People who start exercise routines, or who start training for their first event, are likely to over-train because they’re not experienced enough to know what a suitable training program looks like; however, experienced athletes are at risk too. Over-training can cause a wide range of symptoms, some of which can be mistaken for injuries or problems that result from poor technique or other issues. Over-training is what’s called a syndrome, which means there’s a specific set of symptoms that tend to develop together; having several of the following symptoms is a good indication that over-training may be a problem.

  • Feeling physically weak, despite regular training sessions
  • Frequent illness or injury, and slow recovery
  • Unintentional weight loss
  • Sleep disturbance, trouble getting to sleep, or difficulty relaxing
  • Feeling fatigued or sluggish, even on rest days
  • Higher level of pain than normal

People can over-train in one of two ways: either by scheduling too many training sessions without rest days, or by training for too long at each session.

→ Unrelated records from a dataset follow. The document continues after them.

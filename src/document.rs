//! Markdown document tree.
//!
//! [`parse`] builds a [`Node`] tree from `pulldown-cmark` events, and [`walk`]
//! visits it depth first, calling the visitor once on entry and once on exit
//! of every node.

use log::trace;
use pulldown_cmark::{CodeBlockKind, Event, HeadingLevel, LinkType, Parser, Tag};

/// The kinds of node the renderer understands.
#[derive(Debug, Clone, PartialEq, Eq)]
pub enum NodeKind {
    Document,

    // blocks
    Heading { level: u32 },
    Blockquote,
    CodeBlock { lines: Vec<String> },
    FencedCodeBlock { info: String, lines: Vec<String> },
    List { ordered: bool, start: u64 },
    ListItem,
    Paragraph,
    /// Inline content of a tight list item.
    TextBlock,
    ThematicBreak,

    // inlines
    AutoLink { url: String },
    CodeSpan,
    Emphasis { level: u32 },
    Image { destination: String },
    Link { destination: String },
    Text {
        value: String,
        soft_break: bool,
        hard_break: bool,
    },
    /// Literal text, such as the contents of a code span.
    String { value: String },
}

impl NodeKind {
    pub fn is_inline(&self) -> bool {
        matches!(
            self,
            NodeKind::AutoLink { .. }
                | NodeKind::CodeSpan
                | NodeKind::Emphasis { .. }
                | NodeKind::Image { .. }
                | NodeKind::Link { .. }
                | NodeKind::Text { .. }
                | NodeKind::String { .. }
        )
    }
}

#[derive(Debug, Clone, PartialEq, Eq)]
pub struct Node {
    pub kind: NodeKind,
    pub children: Vec<Node>,
}

impl Node {
    pub fn new(kind: NodeKind, children: Vec<Node>) -> Self {
        Node { kind, children }
    }

    pub fn leaf(kind: NodeKind) -> Self {
        Node::new(kind, Vec::new())
    }

    /// A plain text node without line breaks.
    pub fn text(value: impl Into<String>) -> Self {
        Node::leaf(NodeKind::Text {
            value: value.into(),
            soft_break: false,
            hard_break: false,
        })
    }
}

/// What the walk does after a visit.
#[derive(Debug, Clone, Copy, PartialEq, Eq)]
pub enum WalkStatus {
    Continue,
    /// Don't visit the children. Only meaningful on entry; the node is still
    /// visited on exit.
    SkipChildren,
    /// End the walk.
    Stop,
}

/// Walk `node` depth first. `visit` receives each node and whether it is
/// being entered.
pub fn walk<F, E>(node: &Node, visit: &mut F) -> Result<WalkStatus, E>
where
    F: FnMut(&Node, bool) -> Result<WalkStatus, E>,
{
    let status = visit(node, true)?;
    if status == WalkStatus::Stop {
        return Ok(WalkStatus::Stop);
    }
    if status != WalkStatus::SkipChildren {
        for child in &node.children {
            if walk(child, visit)? == WalkStatus::Stop {
                return Ok(WalkStatus::Stop);
            }
        }
    }
    visit(node, false)
}

/// Parse CommonMark into a document tree.
pub fn parse(markdown: &str) -> Node {
    let mut builder = TreeBuilder {
        frames: vec![Frame::new(Some(NodeKind::Document))],
    };
    for event in Parser::new(markdown) {
        builder.event(event);
    }
    builder.finish()
}

struct Frame {
    /// `None` for containers that are dropped, keeping their children.
    kind: Option<NodeKind>,
    children: Vec<Node>,
    /// Accumulated code block contents.
    code: String,
}

impl Frame {
    fn new(kind: Option<NodeKind>) -> Self {
        Frame {
            kind,
            children: Vec::new(),
            code: String::new(),
        }
    }

    fn is_code(&self) -> bool {
        matches!(
            self.kind,
            Some(NodeKind::CodeBlock { .. }) | Some(NodeKind::FencedCodeBlock { .. })
        )
    }
}

struct TreeBuilder {
    frames: Vec<Frame>,
}

impl TreeBuilder {
    fn top(&mut self) -> &mut Frame {
        // The document frame is never popped before `finish`.
        let last = self.frames.len() - 1;
        &mut self.frames[last]
    }

    fn push(&mut self, node: Node) {
        self.top().children.push(node);
    }

    fn event(&mut self, event: Event<'_>) {
        match event {
            Event::Start(tag) => self.frames.push(Frame::new(node_kind(tag))),
            Event::End(_) => self.close(),
            Event::Text(text) => {
                if self.top().is_code() {
                    self.top().code.push_str(&text);
                } else {
                    self.push(Node::text(text.to_string()));
                }
            }
            Event::Code(code) => self.push(Node::new(
                NodeKind::CodeSpan,
                vec![Node::leaf(NodeKind::String {
                    value: code.to_string(),
                })],
            )),
            Event::SoftBreak => self.line_break(false),
            Event::HardBreak => self.line_break(true),
            Event::Rule => self.push(Node::leaf(NodeKind::ThematicBreak)),
            other => trace!("ignoring {:?}", other),
        }
    }

    /// Mark the preceding text node as ending in a line break.
    fn line_break(&mut self, hard: bool) {
        let top = self.top();
        if let Some(Node {
            kind:
                NodeKind::Text {
                    soft_break,
                    hard_break,
                    ..
                },
            ..
        }) = top.children.last_mut()
        {
            if !*soft_break && !*hard_break {
                *soft_break = !hard;
                *hard_break = hard;
                return;
            }
        }
        top.children.push(Node::leaf(NodeKind::Text {
            value: String::new(),
            soft_break: !hard,
            hard_break: hard,
        }));
    }

    fn close(&mut self) {
        if self.frames.len() < 2 {
            return;
        }
        let Some(frame) = self.frames.pop() else {
            return;
        };
        let Frame {
            kind,
            children,
            code,
        } = frame;

        match kind {
            Some(mut kind) => {
                if let NodeKind::CodeBlock { lines } | NodeKind::FencedCodeBlock { lines, .. } =
                    &mut kind
                {
                    *lines = code.split_inclusive('\n').map(str::to_string).collect();
                }
                let children = match kind {
                    NodeKind::ListItem => wrap_inlines(children),
                    // The URL is the whole of an autolink; it has no label.
                    NodeKind::AutoLink { .. } => Vec::new(),
                    _ => children,
                };
                self.push(Node::new(kind, children));
            }
            None => self.top().children.extend(children),
        }
    }

    fn finish(mut self) -> Node {
        while self.frames.len() > 1 {
            self.close();
        }
        let children = self
            .frames
            .pop()
            .map(|frame| frame.children)
            .unwrap_or_default();
        Node::new(NodeKind::Document, children)
    }
}

fn node_kind(tag: Tag<'_>) -> Option<NodeKind> {
    let kind = match tag {
        Tag::Paragraph => NodeKind::Paragraph,
        Tag::Heading(level, _, _) => NodeKind::Heading {
            level: heading_level(level),
        },
        Tag::BlockQuote => NodeKind::Blockquote,
        Tag::CodeBlock(CodeBlockKind::Indented) => NodeKind::CodeBlock { lines: Vec::new() },
        Tag::CodeBlock(CodeBlockKind::Fenced(info)) => NodeKind::FencedCodeBlock {
            info: info.to_string(),
            lines: Vec::new(),
        },
        Tag::List(start) => NodeKind::List {
            ordered: start.is_some(),
            start: start.unwrap_or(1),
        },
        Tag::Item => NodeKind::ListItem,
        Tag::Emphasis => NodeKind::Emphasis { level: 1 },
        Tag::Strong => NodeKind::Emphasis { level: 2 },
        Tag::Link(LinkType::Autolink | LinkType::Email, url, _) => NodeKind::AutoLink {
            url: url.to_string(),
        },
        Tag::Link(_, destination, _) => NodeKind::Link {
            destination: destination.to_string(),
        },
        Tag::Image(_, destination, _) => NodeKind::Image {
            destination: destination.to_string(),
        },
        _ => return None,
    };
    Some(kind)
}

fn heading_level(level: HeadingLevel) -> u32 {
    match level {
        HeadingLevel::H1 => 1,
        HeadingLevel::H2 => 2,
        HeadingLevel::H3 => 3,
        HeadingLevel::H4 => 4,
        HeadingLevel::H5 => 5,
        HeadingLevel::H6 => 6,
    }
}

/// Group runs of inline children into text blocks.
fn wrap_inlines(children: Vec<Node>) -> Vec<Node> {
    let mut wrapped = Vec::with_capacity(children.len());
    let mut inlines = Vec::new();
    for child in children {
        if child.kind.is_inline() {
            inlines.push(child);
            continue;
        }
        if !inlines.is_empty() {
            wrapped.push(Node::new(NodeKind::TextBlock, std::mem::take(&mut inlines)));
        }
        wrapped.push(child);
    }
    if !inlines.is_empty() {
        wrapped.push(Node::new(NodeKind::TextBlock, inlines));
    }
    wrapped
}

#[cfg(test)]
mod tests {
    use super::*;

    fn kinds(node: &Node) -> Vec<&NodeKind> {
        node.children.iter().map(|n| &n.kind).collect()
    }

    #[test]
    fn headings_and_paragraphs() {
        let doc = parse("# Title\n\nSome *soft*\nand **strong** text.\n");
        assert_eq!(
            kinds(&doc),
            vec![&NodeKind::Heading { level: 1 }, &NodeKind::Paragraph]
        );
        assert_eq!(doc.children[0].children, vec![Node::text("Title")]);

        let para = &doc.children[1];
        assert_eq!(para.children[1].kind, NodeKind::Emphasis { level: 1 });
        assert_eq!(
            para.children[2].kind,
            NodeKind::Text {
                value: String::new(),
                soft_break: true,
                hard_break: false
            }
        );
        assert_eq!(para.children[4].kind, NodeKind::Emphasis { level: 2 });
    }

    #[test]
    fn breaks_attach_to_preceding_text() {
        let doc = parse("one\ntwo  \nthree");
        let para = &doc.children[0];
        assert_eq!(
            para.children[0].kind,
            NodeKind::Text {
                value: "one".to_string(),
                soft_break: true,
                hard_break: false
            }
        );
        assert_eq!(
            para.children[1].kind,
            NodeKind::Text {
                value: "two".to_string(),
                soft_break: false,
                hard_break: true
            }
        );
    }

    #[test]
    fn tight_items_get_text_blocks() {
        let doc = parse("- a\n- b\n");
        let list = &doc.children[0];
        assert_eq!(
            list.kind,
            NodeKind::List {
                ordered: false,
                start: 1
            }
        );
        assert_eq!(list.children.len(), 2);
        assert_eq!(kinds(&list.children[0]), vec![&NodeKind::TextBlock]);

        let doc = parse("3. a\n\n4. b\n");
        let list = &doc.children[0];
        assert_eq!(
            list.kind,
            NodeKind::List {
                ordered: true,
                start: 3
            }
        );
        assert_eq!(kinds(&list.children[0]), vec![&NodeKind::Paragraph]);
    }

    #[test]
    fn code_blocks_keep_their_lines() {
        let doc = parse("```rust\nfn main() {\n\n}\n```\n\n    indented\n");
        assert_eq!(
            doc.children[0].kind,
            NodeKind::FencedCodeBlock {
                info: "rust".to_string(),
                lines: vec!["fn main() {\n".into(), "\n".into(), "}\n".into()],
            }
        );
        assert_eq!(
            doc.children[1].kind,
            NodeKind::CodeBlock {
                lines: vec!["indented\n".into()]
            }
        );
        assert!(doc.children[0].children.is_empty());
    }

    #[test]
    fn inline_nodes() {
        let doc = parse("`x` <https://a.example> [l](docs/l.md) ![alt](i.png)\n\n---\n");
        let para = &doc.children[0];
        assert_eq!(para.children[0].kind, NodeKind::CodeSpan);
        assert_eq!(
            para.children[0].children[0].kind,
            NodeKind::String {
                value: "x".to_string()
            }
        );
        assert_eq!(
            para.children[2].kind,
            NodeKind::AutoLink {
                url: "https://a.example".to_string()
            }
        );
        assert!(para.children[2].children.is_empty());
        assert_eq!(
            para.children[4].kind,
            NodeKind::Link {
                destination: "docs/l.md".to_string()
            }
        );
        assert_eq!(
            para.children[6].kind,
            NodeKind::Image {
                destination: "i.png".to_string()
            }
        );
        assert_eq!(doc.children[1].kind, NodeKind::ThematicBreak);
    }

    #[test]
    fn walk_visits_enter_and_exit() {
        let doc = Node::new(
            NodeKind::Document,
            vec![
                Node::new(NodeKind::Paragraph, vec![Node::text("a")]),
                Node::new(NodeKind::Blockquote, vec![Node::text("b")]),
                Node::new(NodeKind::Paragraph, vec![Node::text("c")]),
            ],
        );

        let mut visits = Vec::new();
        let status = walk(&doc, &mut |node: &Node, enter| {
            let name = match &node.kind {
                NodeKind::Text { value, .. } => value.clone(),
                NodeKind::Blockquote => "quote".to_string(),
                NodeKind::Paragraph => "para".to_string(),
                _ => "doc".to_string(),
            };
            visits.push(format!("{}{}", if enter { "+" } else { "-" }, name));
            Ok::<_, ()>(match node.kind {
                NodeKind::Blockquote => WalkStatus::SkipChildren,
                NodeKind::Text { ref value, .. } if value == "c" => WalkStatus::Stop,
                _ => WalkStatus::Continue,
            })
        })
        .unwrap();

        assert_eq!(status, WalkStatus::Stop);
        assert_eq!(
            visits,
            vec!["+doc", "+para", "+a", "-a", "-para", "+quote", "-quote", "+para", "+c"]
        );
    }
}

The problem is, training causes muscle injury, and rest periods are needed to give the body time to repair those muscles. Without adequate rest time, your body’s ability to repair itself can’t keep up with the damage that’s being done. A short period of over-training is relatively easy to recover from, but the longer it continues, the longer the recovery period that’s needed. Someone who has been over-training for a long time may need to rest for several months to recover properly.

Are you Over-training, or Under-fueling?

The symptoms of over-training can sometimes develop for other reasons—while over-training can increase the risk of illness, sometimes an illness can itself cause symptoms like fatigue, sluggishness, and sleep problems. If your symptoms are short-lived, or turn into an actual illness like flu within a few days, over-training might not necessarily be the problem. As well as this, the symptoms of over-training are sometimes linked not to excessive exercise, but to inadequate food consumption. If it’s not your training schedule that’s at fault, it might be time to investigate your diet—perhaps it’s too high in processed foods or alcohol, or your hydration is inadequate, or you’re simply not getting enough fuel before, during, or after training sessions. If inadequate nutrition is a potential issue it can be useful to use a food and activity tracking program to make sure you’re getting the balance right in terms of what you’re eating and when.

References

American Family Physician. “Common Problems in Endurance Athletes.” Accessed October 28, 2014.
Ironman. “6 Nutrition Rules for Endurance Athletes.” Accessed October 28, 2014.
James Hewitt Cycling Performance. “10 Signs of Over-training (And What to do About It).” Accessed October 28, 2014.
Kelly, Helen. “How to Identify and Avoid Over-training.” Accessed October 28, 2014.
Rodriguez, Diana. “How Not to Over-train During Exercise.” Accessed October 28, 2014.
Sennett, Brian. “Cycling Injuries.” Accessed October 28, 2014.
Sisson, Mark. “8 Signs You are Over-training.” Accessed October 28, 2014.